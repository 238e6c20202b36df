use super::camera::{Camera, Viewport};
use super::math::{Color, Ray, Vec3};

// offset applied to shadow and reflection rays to avoid surface acne
const EPSILON: f64 = 1e-3;

// primary rays start at the projection plane, not at the eye
const PROJECTION_PLANE_T: f64 = 1.0;

#[derive(Debug)]
pub struct Scene {
    pub objects: Vec<Sphere>,
    pub lights: Vec<Light>,
    pub background_color: Color,
}

#[derive(Debug, Clone, Copy)]
pub struct Material {
    pub color: Color,
    /// Specular exponent; [`Material::MATTE`] disables the highlight.
    pub specular: f64,
    /// Fraction of the outgoing color taken from the mirror reflection,
    /// in [0, 1].
    pub reflective: f64,
}

impl Material {
    /// Sentinel exponent meaning "no specular highlight at all".
    pub const MATTE: f64 = -1.0;

    pub fn matte(color: Color) -> Material {
        Material {
            color,
            specular: Self::MATTE,
            reflective: 0.0,
        }
    }
}

#[derive(Debug)]
pub struct Sphere {
    pub center: Vec3,
    pub radius: f64,
    pub material: Material,
}

/// The three light kinds of the shading model. Point and directional lights
/// cast hard shadows; ambient light is unconditional fill.
#[derive(Debug, Clone, Copy)]
pub enum Light {
    Ambient { intensity: f64 },
    Point { intensity: f64, position: Vec3 },
    Directional { intensity: f64, direction: Vec3 },
}

/// Nearest intersection found by [`closest_intersection`]; borrows the sphere
/// from the scene it was queried against.
pub struct ClosestHit<'a> {
    pub sphere: &'a Sphere,
    pub t: f64,
}

/// Solve the ray/sphere quadratic and return both roots, unordered.
///
/// When the ray misses the sphere both components are `f64::INFINITY`, which
/// no open `(t_min, t_max)` interval ever admits.
pub fn intersect_ray_sphere(origin: Vec3, direction: Vec3, sphere: &Sphere) -> (f64, f64) {
    let center_to_origin = origin - sphere.center;

    let a = direction.dot(direction);
    let b = 2.0 * center_to_origin.dot(direction);
    let c = center_to_origin.dot(center_to_origin) - sphere.radius * sphere.radius;

    let discriminant = b * b - 4.0 * a * c;
    if discriminant < 0.0 {
        return (f64::INFINITY, f64::INFINITY);
    }

    let t1 = (-b + discriminant.sqrt()) / (2.0 * a);
    let t2 = (-b - discriminant.sqrt()) / (2.0 * a);
    (t1, t2)
}

/// Scan every sphere in order and keep the nearest root strictly inside
/// `(t_min, t_max)`. Ties go to the sphere encountered first.
///
/// Primary, reflection and shadow rays all go through here; they differ only
/// in the interval they pass.
pub fn closest_intersection<'a>(
    origin: Vec3,
    direction: Vec3,
    t_min: f64,
    t_max: f64,
    scene: &'a Scene,
) -> Option<ClosestHit<'a>> {
    let in_range = |t: f64| t > t_min && t < t_max;

    let mut closest_t = f64::INFINITY;
    let mut closest_sphere = None;
    for sphere in &scene.objects {
        let (t1, t2) = intersect_ray_sphere(origin, direction, sphere);
        if in_range(t1) && t1 < closest_t {
            closest_t = t1;
            closest_sphere = Some(sphere);
        }
        if in_range(t2) && t2 < closest_t {
            closest_t = t2;
            closest_sphere = Some(sphere);
        }
    }

    closest_sphere.map(|sphere| ClosestHit {
        sphere,
        t: closest_t,
    })
}

/// Total light intensity arriving at a surface point.
///
/// `normal` must be unit length; `to_camera` points from the surface back
/// toward the viewer. The result is non-negative and unbounded above, the
/// caller clamps when scaling the surface color.
pub fn compute_lighting(
    point: Vec3,
    normal: Vec3,
    to_camera: Vec3,
    specular: f64,
    scene: &Scene,
) -> f64 {
    let mut cumulative_intensity = 0.0;

    for light in &scene.lights {
        let (light_intensity, to_light, shadow_t_max) = match *light {
            Light::Ambient { intensity } => {
                cumulative_intensity += intensity;
                continue;
            }
            Light::Point {
                intensity,
                position,
            } => (intensity, position - point, 1.0),
            Light::Directional {
                intensity,
                direction,
            } => (intensity, direction, f64::INFINITY),
        };

        // an occluder anywhere between the surface and the light kills the
        // whole contribution, there is no partial attenuation
        if closest_intersection(point, to_light, EPSILON, shadow_t_max, scene).is_some() {
            continue;
        }

        let n_dot_l = normal.dot(to_light);
        if n_dot_l > 0.0 {
            cumulative_intensity += light_intensity * n_dot_l / (normal.len() * to_light.len());
        }

        if specular != Material::MATTE {
            let reflection = to_light.reflect(normal);
            let r_dot_v = reflection.dot(to_camera);
            if r_dot_v > 0.0 {
                cumulative_intensity += light_intensity
                    * (r_dot_v / (reflection.len() * to_camera.len())).powf(specular);
            }
        }
    }

    cumulative_intensity
}

/// Trace one ray through the scene and return its color.
///
/// `depth` bounds the recursive specular reflections; it strictly decreases
/// on every bounce, so the recursion always terminates.
pub fn trace_ray(
    origin: Vec3,
    direction: Vec3,
    t_min: f64,
    t_max: f64,
    depth: u32,
    scene: &Scene,
) -> Color {
    let Some(hit) = closest_intersection(origin, direction, t_min, t_max, scene) else {
        return scene.background_color;
    };

    let point = Ray::new(origin, direction).at(hit.t);
    let normal = (point - hit.sphere.center).normalize();
    let material = hit.sphere.material;

    let intensity = compute_lighting(point, normal, -direction, material.specular, scene);
    let local_color = material.color.scale(intensity);

    if depth == 0 || material.reflective <= 0.0 {
        return local_color;
    }

    let reflection = (-direction).reflect(normal);
    let reflected_color = trace_ray(point, reflection, EPSILON, f64::INFINITY, depth - 1, scene);

    local_color.scale(1.0 - material.reflective) + reflected_color.scale(material.reflective)
}

/// Render a single pixel, given in canvas-centered coordinates. This is the
/// whole per-pixel pipeline: project, rotate into world space, trace.
pub fn render_pixel(
    pixel: (i32, i32),
    viewport: &Viewport,
    canvas_dims: (u32, u32),
    camera: &Camera,
    scene: &Scene,
    max_depth: u32,
) -> Color {
    let ray = camera.primary_ray(pixel, viewport, canvas_dims);
    trace_ray(
        ray.origin,
        ray.direction,
        PROJECTION_PLANE_T,
        f64::INFINITY,
        max_depth,
        scene,
    )
}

-*-*-

§ Problem to work on
The data above needs to be repeated exactly, line for line.

§ Reply
repository 238e6c20202b36df
use super::camera::{Camera, Viewport};
use super::math::{Color, Ray, Vec3};

// offset applied to shadow and reflection rays to avoid surface acne
const EPSILON: f64 = 1e-3;

// primary rays start at the projection plane, not at the eye
const PROJECTION_PLANE_T: f64 = 1.0;

#[derive(Debug)]
pub struct Scene {
    pub objects: Vec<Sphere>,
    pub lights: Vec<Light>,
    pub background_color: Color,
}

#[derive(Debug, Clone, Copy)]
pub struct Material {
    pub color: Color,
    /// Specular exponent; [`Material::MATTE`] disables the highlight.
    pub specular: f64,
    /// Fraction of the outgoing color taken from the mirror reflection,
    /// in [0, 1].
    pub reflective: f64,
}

impl Material {
    /// Sentinel exponent meaning "no specular highlight at all".
    pub const MATTE: f64 = -1.0;

    pub fn matte(color: Color) -> Material {
        Material {
            color,
            specular: Self::MATTE,
            reflective: 0.0,
        }
    }
}

#[derive(Debug)]
pub struct Sphere {
    pub center: Vec3,
    pub radius: f64,
    pub material: Material,
}

/// The three light kinds of the shading model. Point and directional lights
/// cast hard shadows; ambient light is unconditional fill.
#[derive(Debug, Clone, Copy)]
pub enum Light {
    Ambient { intensity: f64 },
    Point { intensity: f64, position: Vec3 },
    Directional { intensity: f64, direction: Vec3 },
}

/// Nearest intersection found by [`closest_intersection`]; borrows the sphere
/// from the scene it was queried against.
pub struct ClosestHit<'a> {
    pub sphere: &'a Sphere,
    pub t: f64,
}

/// Solve the ray/sphere quadratic and return both roots, unordered.
///
/// When the ray misses the sphere both components are `f64::INFINITY`, which
/// no open `(t_min, t_max)` interval ever admits.
pub fn intersect_ray_sphere(origin: Vec3, direction: Vec3, sphere: &Sphere) -> (f64, f64) {
    let center_to_origin = origin - sphere.center;

    let a = direction.dot(direction);
    let b = 2.0 * center_to_origin.dot(direction);
    let c = center_to_origin.dot(center_to_origin) - sphere.radius * sphere.radius;

    let discriminant = b * b - 4.0 * a * c;
    if discriminant < 0.0 {
        return (f64::INFINITY, f64::INFINITY);
    }

    let t1 = (-b + discriminant.sqrt()) / (2.0 * a);
    let t2 = (-b - discriminant.sqrt()) / (2.0 * a);
    (t1, t2)
}

/// Scan every sphere in order and keep the nearest root strictly inside
/// `(t_min, t_max)`. Ties go to the sphere encountered first.
///
/// Primary, reflection and shadow rays all go through here; they differ only
/// in the interval they pass.
pub fn closest_intersection<'a>(
    origin: Vec3,
    direction: Vec3,
    t_min: f64,
    t_max: f64,
    scene: &'a Scene,
) -> Option<ClosestHit<'a>> {
    let in_range = |t: f64| t > t_min && t < t_max;

    let mut closest_t = f64::INFINITY;
    let mut closest_sphere = None;
    for sphere in &scene.objects {
        let (t1, t2) = intersect_ray_sphere(origin, direction, sphere);
        if in_range(t1) && t1 < closest_t {
            closest_t = t1;
            closest_sphere = Some(sphere);
        }
        if in_range(t2) && t2 < closest_t {
            closest_t = t2;
            closest_sphere = Some(sphere);
        }
    }

    closest_sphere.map(|sphere| ClosestHit {
        sphere,
        t: closest_t,
    })
}

/// Total light intensity arriving at a surface point.
///
/// `normal` must be unit length; `to_camera` points from the surface back
/// toward the viewer. The result is non-negative and unbounded above, the
/// caller clamps when scaling the surface color.
pub fn compute_lighting(
    point: Vec3,
    normal: Vec3,
    to_camera: Vec3,
    specular: f64,
    scene: &Scene,
) -> f64 {
    let mut cumulative_intensity = 0.0;

    for light in &scene.lights {
        let (light_intensity, to_light, shadow_t_max) = match *light {
            Light::Ambient { intensity } => {
                cumulative_intensity += intensity;
                continue;
            }
            Light::Point {
                intensity,
                position,
            } => (intensity, position - point, 1.0),
            Light::Directional {
                intensity,
                direction,
            } => (intensity, direction, f64::INFINITY),
        };

        // an occluder anywhere between the surface and the light kills the
        // whole contribution, there is no partial attenuation
        if closest_intersection(point, to_light, EPSILON, shadow_t_max, scene).is_some() {
            continue;
        }

        let n_dot_l = normal.dot(to_light);
        if n_dot_l > 0.0 {
            cumulative_intensity += light_intensity * n_dot_l / (normal.len() * to_light.len());
        }

        if specular != Material::MATTE {
            let reflection = to_light.reflect(normal);
            let r_dot_v = reflection.dot(to_camera);
            if r_dot_v > 0.0 {
                cumulative_intensity += light_intensity
                    * (r_dot_v / (reflection.len() * to_camera.len())).powf(specular);
            }
        }
    }

    cumulative_intensity
}

/// Trace one ray through the scene and return its color.
///
/// `depth` bounds the recursive specular reflections; it strictly decreases
/// on every bounce, so the recursion always terminates.
pub fn trace_ray(
    origin: Vec3,
    direction: Vec3,
    t_min: f64,
    t_max: f64,
    depth: u32,
    scene: &Scene,
) -> Color {
    let Some(hit) = closest_intersection(origin, direction, t_min, t_max, scene) else {
        return scene.background_color;
    };

    let point = Ray::new(origin, direction).at(hit.t);
    let normal = (point - hit.sphere.center).normalize();
    let material = hit.sphere.material;

    let intensity = compute_lighting(point, normal, -direction, material.specular, scene);
    let local_color = material.color.scale(intensity);

    if depth == 0 || material.reflective <= 0.0 {
        return local_color;
    }

    let reflection = (-direction).reflect(normal);
    let reflected_color = trace_ray(point, reflection, EPSILON, f64::INFINITY, depth - 1, scene);

    local_color.scale(1.0 - material.reflective) + reflected_color.scale(material.reflective)
}

/// Render a single pixel, given in canvas-centered coordinates. This is the
/// whole per-pixel pipeline: project, rotate into world space, trace.
pub fn render_pixel(
    pixel: (i32, i32),
    viewport: &Viewport,
    canvas_dims: (u32, u32),
    camera: &Camera,
    scene: &Scene,
    max_depth: u32,
) -> Color {
    let ray = camera.primary_ray(pixel, viewport, canvas_dims);
    trace_ray(
        ray.origin,
        ray.direction,
        PROJECTION_PLANE_T,
        f64::INFINITY,
        max_depth,
        scene,
    )
}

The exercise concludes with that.